Always allow UTF-8 in N-Triples strings and URIs (N-Triples 2013)

(raptor_ntriples_term): Remove allow_utf8 arg and always set it true.
author: Dave Beckett <dave@dajobe.org> 2013-08-11 12:58:01 -0700
committer: Dave Beckett <dave@dajobe.org> 2013-08-11 19:46:46 -0700
commit: 308bbd2a9d97b664154864947ccd8afc9ec06148 (patch)
tree: f7e080efc39e94ff41f82578ad3398c08715aba7 /src/ntriples_parse.c
parent: 954ddf3e10b18d9018131a33567c31806246d0af (diff)

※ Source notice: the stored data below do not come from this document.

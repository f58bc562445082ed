//! Expansion of transclusions inside tag attributes.
//!
//! `<div class="{{c}}">` and `{| {{table style}}` carry their attribute keys
//! and values as token sequences. Each one is run through a
//! `TokensToTokens` pipeline; what comes back is cleaned up before it goes
//! back on the tag:
//!
//! - Encapsulation markers are stripped from the expanded values. When a
//!   table attribute expands to several lines, the first line stays on the
//!   tag and the rest becomes content after it, with the transclusion's
//!   start marker hoisted in front of the tag so the whole block is
//!   encapsulated together.
//! - A key that expanded to `k=v` text in place of a bare attribute is
//!   re-tokenized as an attribute list and spliced in.
//!
//! At the top level, a tag with expanded attributes is marked
//! `mw:ExpandedAttrs` and remembers the wikitext of those attributes.

use serde_json::{Value, json};
use wikiweave_syntax::{
    AttrContext, AttrValue, Attribute, Rank, Syntax, Tag, TagName, Token, Tokenizer,
    tokens_to_string,
};

use crate::error::TransformError;
use crate::pipeline::{
    Deferred, PipelineOptions, Registration, StageContext, TokenFilter, TransformOutcome,
    Transformer,
};
use crate::tokens::{MarkerKind, wrapper_marker};

const RANK: Rank = Rank::from_millis(1120);
/// Expanded tags are stamped here so they are not expanded again.
pub const EXPANDED_RANK: Rank = Rank::from_millis(1130);

const NAME: &str = "AttributeExpander";

fn is_table_tag(name: &TagName) -> bool {
    ["table", "tbody", "tr", "td", "th", "caption"]
        .iter()
        .any(|t| name.is_element(t))
}

/// Metas the pipeline generated itself are never expanded.
fn is_generated_meta(tag: &Tag) -> bool {
    tag.name.is_element("meta")
        && tag.attr_string("typeof").is_some_and(|t| {
            ["mw:TSRMarker", "mw:Placeholder", "mw:Transclusion", "mw:Param", "mw:Includes"]
                .iter()
                .any(|prefix| t.contains(prefix))
        })
}

fn wants_expansion(token: &Token) -> bool {
    let tag = match token {
        Token::TagOpen(tag) | Token::SelfClose(tag) => tag,
        _ => return false,
    };
    !matches!(tag.name, TagName::Template | TagName::TemplateArg)
        && !is_generated_meta(tag)
        && tag
            .attribs
            .iter()
            .any(|a| a.key.has_markup() || a.value.has_markup())
}

/// Position of the first newline outside `<noinclude>`-style sections.
fn newline_index(tokens: &[Token]) -> Option<usize> {
    let mut in_include = false;
    for (i, token) in tokens.iter().enumerate() {
        match token {
            Token::SelfClose(tag)
                if tag.name.is_element("meta")
                    && tag
                        .attr_string("typeof")
                        .is_some_and(|t| t.contains("mw:Includes/")) =>
            {
                in_include = wrapper_marker(token) == Some(MarkerKind::Start);
            }
            Token::Newline(_) if !in_include => return Some(i),
            _ => {}
        }
    }
    None
}

/// An expanded key or value after clean-up.
#[derive(Debug, Default)]
struct Cleaned {
    tokens: Vec<Token>,
    /// A transclusion contributed to the value.
    generated: bool,
    /// Start marker to place in front of the tag.
    hoisted: Option<Token>,
    /// Content that follows the tag.
    after: Vec<Token>,
}

fn strip_markers(tokens: Vec<Token>) -> Cleaned {
    let mut cleaned = Cleaned::default();
    for token in tokens {
        match wrapper_marker(&token) {
            Some(MarkerKind::Start) => cleaned.generated = true,
            Some(MarkerKind::End) => {}
            None => cleaned.tokens.push(token),
        }
    }
    cleaned
}

/// Split at the newline at `at`. Only transcluded values are split: the
/// transclusion's start marker moves in front of the tag and takes over
/// the tag's start offset.
fn split_lines(tag: &Tag, tokens: Vec<Token>, at: usize, wrap: bool) -> Cleaned {
    let Some(tag_tsr) = tag.data.tsr.filter(|_| wrap) else {
        return strip_markers(tokens);
    };
    let start = tokens[..at]
        .iter()
        .rposition(|t| wrapper_marker(t) == Some(MarkerKind::Start));
    let Some(start) = start else {
        return strip_markers(tokens);
    };

    let mut before = tokens;
    let after = before.split_off(at);
    let mut marker = before.remove(start);
    if let Some(tsr) = &mut marker.data_mut().tsr {
        tsr.start = tag_tsr.start;
    }
    let mut cleaned = strip_markers(before);
    cleaned.generated = true;
    cleaned.hoisted = Some(marker);
    cleaned.after = after;
    cleaned
}

fn clean(tag: &Tag, tokens: Vec<Token>, newlines_ok: bool, wrap: bool) -> Cleaned {
    match newline_index(&tokens).filter(|_| !newlines_ok) {
        Some(at) => split_lines(tag, tokens, at, wrap),
        None => strip_markers(tokens),
    }
}

fn to_value(tokens: Vec<Token>) -> AttrValue {
    if tokens.iter().all(|t| matches!(t, Token::Text(_))) {
        AttrValue::Str(tokens.iter().filter_map(Token::as_text).collect())
    } else {
        AttrValue::Tokens(tokens)
    }
}

/// Wikitext an attribute part was written as.
fn source_of(cx: &StageContext, attr: &Attribute, value: bool) -> String {
    match attr.src_offsets {
        Some([ks, ke, vs, ve]) => {
            let (start, end) = if value { (vs, ve) } else { (ks, ke) };
            cx.parse
                .page_slice(wikiweave_syntax::SourceRange::new(start, end))
        }
        None if value => attr.value.to_plain_string(),
        None => attr.key.to_plain_string(),
    }
}

/// Whole `key=value` wikitext of an attribute, for attributes that end up
/// after a split tag.
fn attribute_source(cx: &StageContext, attr: &Attribute) -> String {
    match attr.src_offsets {
        Some([ks, _, _, ve]) => cx
            .parse
            .page_slice(wikiweave_syntax::SourceRange::new(ks, ve)),
        None if attr.value.is_empty() => attr.key.to_plain_string(),
        None => format!(
            "{}=\"{}\"",
            attr.key.to_plain_string(),
            attr.value.to_plain_string()
        ),
    }
}

#[derive(Debug, Default)]
pub struct AttributeExpander;

impl Transformer for AttributeExpander {
    fn name(&self) -> &'static str {
        NAME
    }

    fn registrations(&self) -> Vec<Registration> {
        vec![Registration::new(RANK, TokenFilter::Any)]
    }

    fn apply(
        &mut self,
        token: Token,
        rank: Rank,
        cx: &StageContext,
    ) -> Result<TransformOutcome, TransformError> {
        if !wants_expansion(&token) {
            return Ok(TransformOutcome::Pass(token));
        }
        Ok(TransformOutcome::Defer(Deferred {
            rank,
            future: Box::pin(expand(cx.clone(), token)),
        }))
    }
}

async fn expand_part(
    cx: &StageContext,
    options: PipelineOptions,
    token: &Token,
    value: &AttrValue,
) -> Result<Option<Vec<Token>>, TransformError> {
    if !value.has_markup() {
        return Ok(None);
    }
    cx.parse
        .expand_tokens(options, cx.frame.clone(), value.to_tokens())
        .await
        .map(Some)
        .map_err(|err| TransformError::nested(NAME, token, err))
}

async fn expand(cx: StageContext, token: Token) -> Result<Vec<Token>, TransformError> {
    let (mut tag, self_closing) = match token.clone() {
        Token::TagOpen(tag) => (tag, false),
        Token::SelfClose(tag) => (tag, true),
        other => return Ok(vec![other]),
    };
    let wrap = cx.options.wrap_templates;
    let options = PipelineOptions {
        attr_expansion: true,
        ..cx.options
    };
    let newlines_ok = tag.data.stx == Some(Syntax::Html) || !is_table_tag(&tag.name);
    let attr_context = if newlines_ok {
        AttrContext::Html
    } else {
        AttrContext::Table
    };

    let mut attribs = Vec::with_capacity(tag.attribs.len());
    let mut hoisted = Vec::new();
    let mut after = Vec::new();
    let mut data_mw: Vec<Value> = Vec::new();

    let original = std::mem::take(&mut tag.attribs);
    let mut rest = original.iter();
    for attr in rest.by_ref() {
        let key = expand_part(&cx, options, &token, &attr.key).await?;
        let value = expand_part(&cx, options, &token, &attr.value).await?;
        let mut split = false;
        let mut generated = false;
        let mut reparsed = None;

        let key = match key {
            Some(tokens) => {
                let mut cleaned = clean(&tag, tokens, newlines_ok, wrap);
                generated |= cleaned.generated;
                split |= cleaned.hoisted.is_some();
                hoisted.extend(cleaned.hoisted.take());
                after.append(&mut cleaned.after);

                let text = tokens_to_string(&cleaned.tokens);
                let text = text.trim();
                if attr.value.is_empty() && text.contains('=') {
                    let mut tokenizer = Tokenizer::new(cx.parse.settings.memo);
                    reparsed = tokenizer
                        .tokenize_attributes(text, attr_context, 0)
                        .ok()
                        .filter(|found| !found.is_empty());
                }
                to_value(cleaned.tokens)
            }
            None => attr.key.clone(),
        };

        let key_text = key.to_plain_string();
        let value = match value {
            Some(tokens) if !key_text.starts_with("mw:") => {
                let mut cleaned = clean(&tag, tokens, newlines_ok, wrap);
                generated |= cleaned.generated;
                split |= cleaned.hoisted.is_some();
                hoisted.extend(cleaned.hoisted.take());
                after.append(&mut cleaned.after);
                to_value(cleaned.tokens)
            }
            Some(tokens) => AttrValue::Tokens(tokens),
            None => attr.value.clone(),
        };

        if wrap && (generated || (reparsed.is_some() && split)) {
            let txt = match &reparsed {
                Some(found) => found[0].key_string(),
                None => key_text.trim().to_string(),
            };
            let mut k = json!({ "txt": txt });
            if reparsed.is_some() || attr.key.has_markup() {
                k["wt"] = json!(source_of(&cx, attr, false));
            }
            let v = if reparsed.is_some() {
                json!({})
            } else {
                json!({ "wt": source_of(&cx, attr, true) })
            };
            data_mw.push(json!([k, v]));
        }

        match reparsed {
            Some(found) => attribs.extend(found.into_iter().map(|mut a| {
                a.src_offsets = None;
                a
            })),
            None => attribs.push(Attribute {
                key,
                value,
                src_offsets: attr.src_offsets,
            }),
        }
        if split {
            break;
        }
    }

    // Attributes after a split line are content too.
    for attr in rest {
        after.push(Token::text(format!(" {}", attribute_source(&cx, attr)), None));
    }

    tag.attribs = attribs;
    if !data_mw.is_empty() && tag.attr("about").is_none() {
        let type_of = match tag.attr_string("typeof") {
            Some(existing) => format!("{existing} mw:ExpandedAttrs"),
            None => "mw:ExpandedAttrs".to_string(),
        };
        tag.set_attr("about", cx.parse.new_about_id());
        tag.set_attr("typeof", type_of);
        tag.data.tmp.expanded_attrs = Some(json!({ "attribs": data_mw }).to_string());
    }

    let mut out = hoisted;
    out.push(if self_closing {
        Token::SelfClose(tag)
    } else {
        Token::TagOpen(tag)
    });
    out.extend(after);
    Ok(out
        .into_iter()
        .map(|t| t.with_rank(EXPANDED_RANK))
        .collect())
}

#[cfg(test)]
mod tests {
    use super::*;
    use crate::fetch::MemoryFetcher;
    use crate::settings::ParserSettings;
    use crate::test_support::{run_local, stage_context_for, text_of, type_ofs};
    use pretty_assertions::assert_eq;
    use wikiweave_syntax::SourceRange;

    fn fetcher() -> MemoryFetcher {
        MemoryFetcher::new()
            .with_page("Template:Echo", "{{{1}}}")
            .with_page("Template:Attrs", "style=\"color:red\"")
            .with_page("Template:Tblattr", "class=\"x\"\nrest")
    }

    fn run(source: &str, wrap: bool) -> Vec<Token> {
        let cx = stage_context_for(source, fetcher(), ParserSettings::default(), |o| {
            o.wrap_templates = wrap
        });
        let token = Tokenizer::default().tokenize(source, 0).unwrap()[0].clone();
        match AttributeExpander.apply(token, RANK, &cx).unwrap() {
            TransformOutcome::Defer(deferred) => run_local(deferred.future).unwrap(),
            TransformOutcome::Pass(token) => vec![token],
            _ => panic!("unexpected outcome"),
        }
    }

    #[test]
    fn plain_attributes_pass_through() {
        let cx = stage_context_for("<div class=\"a\">", fetcher(), ParserSettings::default(), |_| {});
        let token = Tokenizer::default().tokenize("<div class=\"a\">", 0).unwrap()[0].clone();
        assert!(matches!(
            AttributeExpander.apply(token, RANK, &cx).unwrap(),
            TransformOutcome::Pass(_)
        ));
    }

    #[test]
    fn expands_templated_value() {
        let out = run("<div class=\"{{echo|big}}\">", false);
        assert_eq!(out.len(), 1);
        let tag = out[0].tag().unwrap();
        assert_eq!(tag.attr("class"), Some(&AttrValue::Str("big".to_string())));
        assert_eq!(out[0].rank(), Some(EXPANDED_RANK));
    }

    #[test]
    fn wrapped_expansion_marks_the_tag() {
        let out = run("<div class=\"{{echo|big}}\">", true);
        let tag = out[0].tag().unwrap();
        assert_eq!(tag.attr_string("class").as_deref(), Some("big"));
        assert!(tag.has_type_of("mw:ExpandedAttrs"));
        assert!(tag.attr("about").is_some());
        assert_eq!(
            tag.data.tmp.expanded_attrs.as_deref(),
            Some(r#"{"attribs":[[{"txt":"class"},{"wt":"{{echo|big}}"}]]}"#)
        );
    }

    #[test]
    fn key_value_text_is_reparsed_into_attributes() {
        let out = run("<div {{attrs}}>", false);
        let tag = out[0].tag().unwrap();
        assert_eq!(tag.attribs.len(), 1);
        assert_eq!(tag.attr_string("style").as_deref(), Some("color:red"));
    }

    #[test]
    fn multi_line_table_attributes_become_content() {
        let out = run("{|{{tblattr}}\n|}", true);
        assert_eq!(
            type_ofs(&out),
            vec!["mw:Transclusion", "mw:Transclusion/End"]
        );
        assert_eq!(out[0].tsr().map(|r| r.start), Some(0));
        let table = out[1].tag().unwrap();
        assert!(table.name.is_element("table"));
        assert!(table.has_type_of("mw:ExpandedAttrs"));
        assert_eq!(table.attr_string("class").as_deref(), Some("x"));
        assert_eq!(text_of(&out[2..]), "\nrest");
    }

    #[test]
    fn generated_metas_are_left_alone() {
        let mut meta = crate::tokens::meta("mw:Transclusion");
        meta.attribs.push(Attribute::new(
            "data",
            vec![Token::SelfClose(Tag::new(TagName::Template))],
        ));
        meta.data.tsr = Some(SourceRange::new(0, 1));
        assert!(!wants_expansion(&Token::SelfClose(meta)));
    }
}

download: raptor-308bbd2a9d97b664154864947ccd8afc9ec06148.tar.gz
1 files changed, 24 insertions, 36 deletions
diff --git a/src/ntriples_parse.c b/src/ntriples_parse.c
index d3e74118..0e2da00a 100644
--- a/src/ntriples_parse.c
+++ b/src/ntriples_parse.c
@@ -324,7 +324,6 @@ raptor_ntriples_term_valid(raptor_parser* rdf_parser,
  * @dest_lenp: pointer to length of destination string (out)
  * @end_char: string ending character
  * @class: string class
- * @allow_utf8: Non-0 if UTF-8 chars are allowed in the term
  *
  * Parse an N-Triples term with escapes.
  *
@@ -339,9 +338,7 @@ raptor_ntriples_term_valid(raptor_parser* rdf_parser,
  *
  * If the class is RAPTOR_TERM_CLASS_FULL, the end_char is ignored.
  *
- * UTF-8 is only allowed if allow_utf8 is non-0, otherwise the
- * string is US-ASCII and only the \u and \U esapes are allowed.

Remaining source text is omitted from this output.